Print and television conglomerate News Corp., which owns the The New York Post and The Wall Street Journal, signed a new lease for 444,000 square feet at the building that extends into 2027, sources said. The media giant, which also owns Fox News, had a lease that was set to expire in 2020, according to the Post, which first reported news of the deals.
21st Century Fox meanwhile is growing to 777,000 square feet at the Ivanhoé Cambridge– and Callahan Capital Properties-owned building, another source said. That includes a replacement of its existing lease, running into 2025, for 649,000 square feet, as well as a three-floor expansion for 128,000 square feet, according to sources. It wasn’t immediately clear on what floors the film and television company would expand.

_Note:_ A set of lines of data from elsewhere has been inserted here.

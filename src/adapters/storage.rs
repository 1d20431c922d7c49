use crate::domain::ports::Storage;
use std::io::ErrorKind;
use std::path::{Path, PathBuf};
use uuid::Uuid;

#[derive(Debug, Clone)]
pub struct LocalStorage {
    base_path: PathBuf,
}

impl LocalStorage {
    pub fn new(base_path: impl Into<PathBuf>) -> Self {
        Self {
            base_path: base_path.into(),
        }
    }

    pub fn base_path(&self) -> &Path {
        &self.base_path
    }
}

impl Storage for LocalStorage {
    async fn read_file(&self, path: &str) -> std::io::Result<Option<Vec<u8>>> {
        let full_path = self.base_path.join(path);
        match tokio::fs::read(&full_path).await {
            Ok(data) => Ok(Some(data)),
            Err(e) if e.kind() == ErrorKind::NotFound => Ok(None),
            Err(e) => Err(e),
        }
    }

    async fn write_file(&self, path: &str, data: &[u8]) -> std::io::Result<()> {
        let full_path = self.base_path.join(path);

        if let Some(parent) = full_path.parent() {
            tokio::fs::create_dir_all(parent).await?;
        }

        // Rename is atomic on the same filesystem, so readers never see a partial file.
        // Each write stages under its own name so overlapping writers never share one.
        let mut staging = full_path.clone().into_os_string();
        staging.push(format!(".{}.tmp", Uuid::new_v4()));
        let staging = PathBuf::from(staging);

        let staged = match tokio::fs::write(&staging, data).await {
            Ok(()) => tokio::fs::rename(&staging, &full_path).await,
            Err(e) => Err(e),
        };
        if let Err(e) = staged {
            if let Err(cleanup) = tokio::fs::remove_file(&staging).await {
                tracing::debug!("Could not remove staging file {:?}: {}", staging, cleanup);
            }
            return Err(e);
        }
        Ok(())
    }

    fn document_key(&self, path: &str) -> String {
        let base = std::fs::canonicalize(&self.base_path)
            .unwrap_or_else(|_| self.base_path.clone());
        base.join(path).to_string_lossy().into_owned()
    }
}
//! Error types for catalog loading.
//!
//! The manifest is compiled into the binary, so every variant here points
//! at a defect in `assets/catalog.toml` rather than a runtime condition.

use thiserror::Error;

/// Errors raised while parsing or validating a catalog.
#[derive(Debug, Clone, PartialEq, Eq, Error)]
pub enum CatalogError {
    /// Manifest is not valid TOML or has wrong field types
    #[error("invalid catalog manifest: {0}")]
    Parse(String),

    /// Catalog declares no entries
    #[error("{catalog} catalog has no entries")]
    Empty { catalog: &'static str },

    /// Two entries share an id
    #[error("{catalog} catalog declares id '{id}' more than once")]
    DuplicateId { catalog: &'static str, id: String },

    /// An id with no matching panel
    #[error("{catalog} catalog entry '{id}' has no panel")]
    UnknownPanel { catalog: &'static str, id: String },

    /// Configured default id is not in the catalog
    #[error("{catalog} catalog default '{id}' is not an entry")]
    UnknownDefault { catalog: &'static str, id: String },
}

impl From<toml::de::Error> for CatalogError {
    fn from(err: toml::de::Error) -> Self {
        Self::Parse(err.message().to_string())
    }
}
mod app;
mod components;
mod config;
mod core;
mod models;
mod utils;

use app::App;
use leptos::prelude::*;
use wasm_bindgen::JsCast;

fn main() {
    console_error_panic_hook::set_once();
    // Fails only if a logger is already installed
    let _ = console_log::init_with_level(config::LOG_LEVEL);

    let root = document()
        .get_element_by_id("app")
        .expect("Failed to find #app element")
        .unchecked_into::<web_sys::HtmlElement>();

    mount_to(root, App).forget();
}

That additional space is set to accommodate employees currently based at 1185 Avenue of the Americas between West 46th and West 47th Streets, according to the Post. The company currently occupies about 165,036 square feet at the SL Green Realty Corp.-owned building, according to CoStar Group. An SL Green spokesman did not immediately return a request for comment on if and when the company would vacate 1185 Avenue of the Americas.
Mary Ann Tighe, Timothy Dempsey, Ken Rapp, Christopher Mansfield and Ariel Ball of CBRE represented both News Corp. and 21st Century Fox in the transactions at 1211 Avenue of the Americas, while Josh Kuriloff, Mitch Arkin and Ethan Silverstein of Cushman & Wakefield represented the landlords. Both brokerages declined to comment via spokespeople.
Until this week’s restructuring, it was unclear whether the two companies would remain at their existing locations.
A year ago this week, Murdoch announced that he would pull out of a 1.5-million-square-foot deal to anchor the planned 2 World Trade Center in Lower Manhattan. He previously signed a non-binding letter of intent, but opted not to occupy the bottom half of the yet-to-be-built, 2.8-million-square-foot skyscraper because of a shaky global economy.
The decision put work on 2 World Trade Center on hold—as financing for the tower is dependent on an anchor tenant. Executives from Silverstein Properties, which is developing the building, told Commercial Observer last March that it still planned to have the tower completed by 2021.